Veeam and Office 365 - not today, maybe in the future

In September, I wrote about how features included in Office 365 undermine the case advanced by vendors who seek to convince customers of the need for off-site backups. In a nutshell, my advice is to make sure that you exploit all the standard features before you invest in a backup solution.

This doesn’t mean that circumstances exist where Microsoft’s approach of not taking backups for Exchange Online or taking limited backups for SharePoint Online does not satisfy the needs of companies that operate in particular industries or have to meet specific regulatory or legal requirements.
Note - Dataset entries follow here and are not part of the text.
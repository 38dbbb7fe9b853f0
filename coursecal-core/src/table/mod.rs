//! The CSV side of a schedule: rows, column roles, the course code legend
//! and the event records projected from the data rows.

mod legend;
mod parse;
mod project;
mod roles;

pub use legend::CourseCodes;
pub use parse::{Row, TableSections, parse_rows};
pub use project::{ProjectedRecord, project_records};
pub use roles::{ColumnRoles, Role};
For example, if you are forced to retain information for five years (or even longer), the backup regime practiced within Office 365 is insufficient.
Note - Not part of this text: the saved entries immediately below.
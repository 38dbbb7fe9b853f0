//! Rewrite configuration.
//!
//! Everything the rewrite depends on that is specific to one schedule
//! provider, language or cohort lives here instead of in the pipeline:
//! the trusted host, the CSV column labels, the description prefixes and
//! the inclusion policy. The defaults reproduce the TimeEdit/DVACD16 feed.

mod policy;

use std::collections::BTreeMap;
use std::path::{Path, PathBuf};

use chrono_tz::Tz;
use serde::{Deserialize, Serialize};

use crate::error::{RewriteError, RewriteResult};
use crate::table::Role;

pub use policy::{Decision, Policy, PolicyRule};

static DEFAULT_HOST: &str = "se.timeedit.net";

/// Configuration at ~/.config/coursecal/config.toml
#[derive(Debug, Clone, Serialize, Deserialize)]
#[serde(default)]
pub struct RewriteConfig {
    /// The only host calendar URLs may point at
    pub expected_host: String,

    /// Extension of the calendar feed path (replaced to find the CSV export)
    pub calendar_extension: String,

    /// Extension of the companion CSV export
    pub table_extension: String,

    /// IANA zone the CSV export's dates and times are written in.
    /// Uses the system's local time when unset.
    #[serde(skip_serializing_if = "Option::is_none")]
    pub timezone: Option<String>,

    pub table: TableLayout,

    /// Header label -> column role. Several labels may share a role.
    pub labels: BTreeMap<String, Role>,

    pub description: DescriptionLabels,

    pub policy: Policy,
}

/// Where the header and the course code legend sit in the CSV export.
#[derive(Debug, Clone, Copy, PartialEq, Eq, Serialize, Deserialize)]
#[serde(default)]
pub struct TableLayout {
    pub header_row: usize,
    pub legend_row: usize,
    pub legend_column: usize,
}

impl Default for TableLayout {
    fn default() -> Self {
        TableLayout {
            header_row: 0,
            legend_row: 1,
            legend_column: 0,
        }
    }
}

/// Line prefixes used when composing event descriptions.
#[derive(Debug, Clone, PartialEq, Eq, Serialize, Deserialize)]
#[serde(default)]
pub struct DescriptionLabels {
    pub teacher: String,
    pub course: String,
    pub info: String,
    pub text: String,
}

impl Default for DescriptionLabels {
    fn default() -> Self {
        DescriptionLabels {
            teacher: "Teacher: ".to_string(),
            course: "Course: ".to_string(),
            info: "Info: ".to_string(),
            text: "Text:".to_string(),
        }
    }
}

impl Default for RewriteConfig {
    fn default() -> Self {
        RewriteConfig {
            expected_host: DEFAULT_HOST.to_string(),
            calendar_extension: ".ics".to_string(),
            table_extension: ".csv".to_string(),
            timezone: None,
            table: TableLayout::default(),
            labels: default_labels(),
            description: DescriptionLabels::default(),
            policy: Policy::default(),
        }
    }
}

/// Swedish column labels used by TimeEdit exports
fn default_labels() -> BTreeMap<String, Role> {
    [
        ("Startdatum", Role::StartDate),
        ("Starttid", Role::StartTime),
        ("Slutdatum", Role::StopDate),
        ("Sluttid", Role::StopTime),
        ("Kurs", Role::Course),
        ("Person", Role::Person),
        ("Lärare", Role::Person),
        ("Lokal", Role::Room),
        ("Moment", Role::Type),
        ("Undervisningstyp", Role::Type),
        ("Text", Role::Text),
        ("Information till student", Role::Info),
    ]
    .into_iter()
    .map(|(label, role)| (label.to_string(), role))
    .collect()
}

impl RewriteConfig {
    pub fn config_path() -> RewriteResult<PathBuf> {
        let config_dir = dirs::config_dir()
            .ok_or_else(|| RewriteError::Config("Could not determine config directory".into()))?
            .join("coursecal");

        Ok(config_dir.join("config.toml"))
    }

    /// Load the configuration.
    ///
    /// An explicit path must exist. Without one, the default location is
    /// used when present and the built-in defaults otherwise.
    pub fn load(path: Option<&Path>) -> RewriteResult<Self> {
        let path = match path {
            Some(path) => path.to_path_buf(),
            None => {
                let default_path = Self::config_path()?;
                if !default_path.exists() {
                    tracing::debug!(
                        "No config at {}, using built-in defaults",
                        default_path.display()
                    );
                    return Ok(Self::default());
                }
                default_path
            }
        };

        let content = std::fs::read_to_string(&path)?;
        let config = Self::from_toml(&content)?;
        tracing::info!("Configuration loaded from {}", path.display());

        Ok(config)
    }

    pub fn from_toml(content: &str) -> RewriteResult<Self> {
        let config: RewriteConfig =
            toml::from_str(content).map_err(|e| RewriteError::Config(e.to_string()))?;
        config.validate()?;
        Ok(config)
    }

    fn validate(&self) -> RewriteResult<()> {
        if self.expected_host.is_empty() {
            return Err(RewriteError::Config("expected_host must not be empty".into()));
        }
        if self.calendar_extension.is_empty() || self.table_extension.is_empty() {
            return Err(RewriteError::Config("file extensions must not be empty".into()));
        }
        if self.table.header_row == self.table.legend_row {
            return Err(RewriteError::Config(format!(
                "header_row and legend_row both point at row {}",
                self.table.header_row
            )));
        }
        self.timezone()?;
        Ok(())
    }

    /// The zone CSV dates are interpreted in, `None` meaning system local time.
    pub fn timezone(&self) -> RewriteResult<Option<Tz>> {
        self.timezone
            .as_deref()
            .map(|name| {
                name.parse::<Tz>()
                    .map_err(|e| RewriteError::Config(format!("Unknown timezone '{name}': {e}")))
            })
            .transpose()
    }

    /// Write a config file holding the defaults, for editing.
    pub fn create_default_config(path: &Path) -> RewriteResult<()> {
        let defaults = toml::to_string_pretty(&Self::default())
            .map_err(|e| RewriteError::Config(e.to_string()))?;
        let contents = format!(
            "\
# coursecal configuration
#
# To drop a course's sessions for everyone outside the cohort, add a rule
# after the including one, e.g.:
#
# [[policy.rules]]
# course_contains = \"FY1420\"
# decision = \"exclude\"

{defaults}"
        );

        if let Some(parent) = path.parent() {
            std::fs::create_dir_all(parent)?;
        }

        std::fs::write(path, contents)?;

        Ok(())
    }
}

#[cfg(test)]
mod tests {
    use super::*;

    #[test]
    fn test_defaults_survive_toml_roundtrip() {
        let text = toml::to_string_pretty(&RewriteConfig::default()).unwrap();
        let parsed = RewriteConfig::from_toml(&text).expect("defaults should parse");

        assert_eq!(parsed.expected_host, "se.timeedit.net");
        assert_eq!(parsed.labels.get("Lärare"), Some(&Role::Person));
        assert_eq!(parsed.policy.rules.len(), 4);
        assert_eq!(
            parsed.policy.rules[3].decision,
            Decision::Retitle("Räknestuga".to_string())
        );
    }

    #[test]
    fn test_partial_config_keeps_other_defaults() {
        let config = RewriteConfig::from_toml(
            r#"
timezone = "Europe/Stockholm"

[table]
header_row = 2
legend_row = 1
"#,
        )
        .unwrap();

        assert_eq!(config.table.header_row, 2);
        assert_eq!(config.table.legend_column, 0);
        assert_eq!(config.timezone().unwrap(), Some(chrono_tz::Europe::Stockholm));
        assert_eq!(config.policy.cohort, "DVACD16");
    }

    #[test]
    fn test_rejects_unknown_timezone() {
        let err = RewriteConfig::from_toml(r#"timezone = "Mars/Olympus""#).unwrap_err();
        assert!(matches!(err, RewriteError::Config(_)));
    }

    #[test]
    fn test_rejects_overlapping_rows() {
        let err = RewriteConfig::from_toml("[table]\nheader_row = 1\nlegend_row = 1\n").unwrap_err();
        assert!(err.to_string().contains("row 1"));
    }

    #[test]
    fn test_custom_policy_rules() {
        let config = RewriteConfig::from_toml(
            r#"
[policy]
cohort = "DVAMI17"
default = "exclude"

[[policy.rules]]
type_contains = "Tentamen"
decision = { retitle = "Exam" }
"#,
        )
        .unwrap();

        assert_eq!(config.policy.cohort, "DVAMI17");
        assert_eq!(config.policy.default, Decision::Exclude);
        assert_eq!(config.policy.rules.len(), 1);
        assert_eq!(config.policy.rules[0].type_contains.as_deref(), Some("Tentamen"));
    }

    #[test]
    fn test_missing_explicit_config_is_io_error() {
        let path = std::env::temp_dir().join("coursecal-no-such-dir/config.toml");
        let err = RewriteConfig::load(Some(&path)).unwrap_err();
        assert!(matches!(err, RewriteError::Io(_)));
    }
}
Which brings me to a discussion at the VeeamON conference with Veeam’s Doug Hazelman (VP, Product Strategy) and Anton Gostev (VP, Product Management). As you probably know, Veeam has considerable expertise in the area of backup and restore, and, because some of the Veeam team came from the Windows-centric people who ran Aelita Software (acquired by Quest in 2004 and now part of DELL Software), they know their way around Active Directory and Exchange too.

I wanted to find out whether Veeam think that Office 365 customers need backup capabilities and if so, what their plans might be. Of course, I didn’t expect them to be totally open with me, especially as I was wearing my media hat, but it’s always interesting to debate these issues with people who are monitoring the market because of the influence that cloud services are having on customers and technology.

Veeam is an interesting company that has 158,000 customers serviced by 33,000 resellers. It’s a 100% channel play where partners are involved in every customer engagement.  Originally focused on tools for on-site backup and recovery, Veeam has recently branched out into “Cloud Connect” to allow backups to be taken to and recovered from cloud repositories.

Veeam doesn’t see themselves as competitors for companies like Spanning, which uses APIs like Exchange Web Services to extract Office 365 data and back it up to their datacenters. Veeam is much more focused on disk-level backup and the tools necessary to recover information from those backups (even ones not taken by Veeam). The Veeam Explorer for Exchange is a good example.

Today, Veeam doesn’t have an Office 365 offering, but they acknowledge that the market for on-premises software is changing rapidly and that they might need to operate in the space in the future. They believe that they still have time to consider plans because the majority of the workload that has moved to Office 365 is from the small-to-medium market and not the kind of large enterprises who might need the kind of backup Veeam can provide.

And Veeam is quite happy for others to go first, acknowledging that it is easier to follow after someone else has found all the lurking land mines in a space before setting out to develop a best in class solution.

What would a Veeam solution for Exchange Online look like? Well, Veeam isn’t saying, at least officially, but Anton speculated that it might be possible to create a backup solution that copied the last 10 days of each mailbox in such a manner that the data could be quickly restored to Exchange servers running on-premises or on another cloud platform. This is not something that you’d want to do on a regular basis, but it might be a get-out-of-jail card that you’d like to be able to play if the Office 365 region that held your data suffered a catastrophic failure. Other ideas might be to use the same technology to create a mirror replica of your Exchange Online data for audit or other purposes.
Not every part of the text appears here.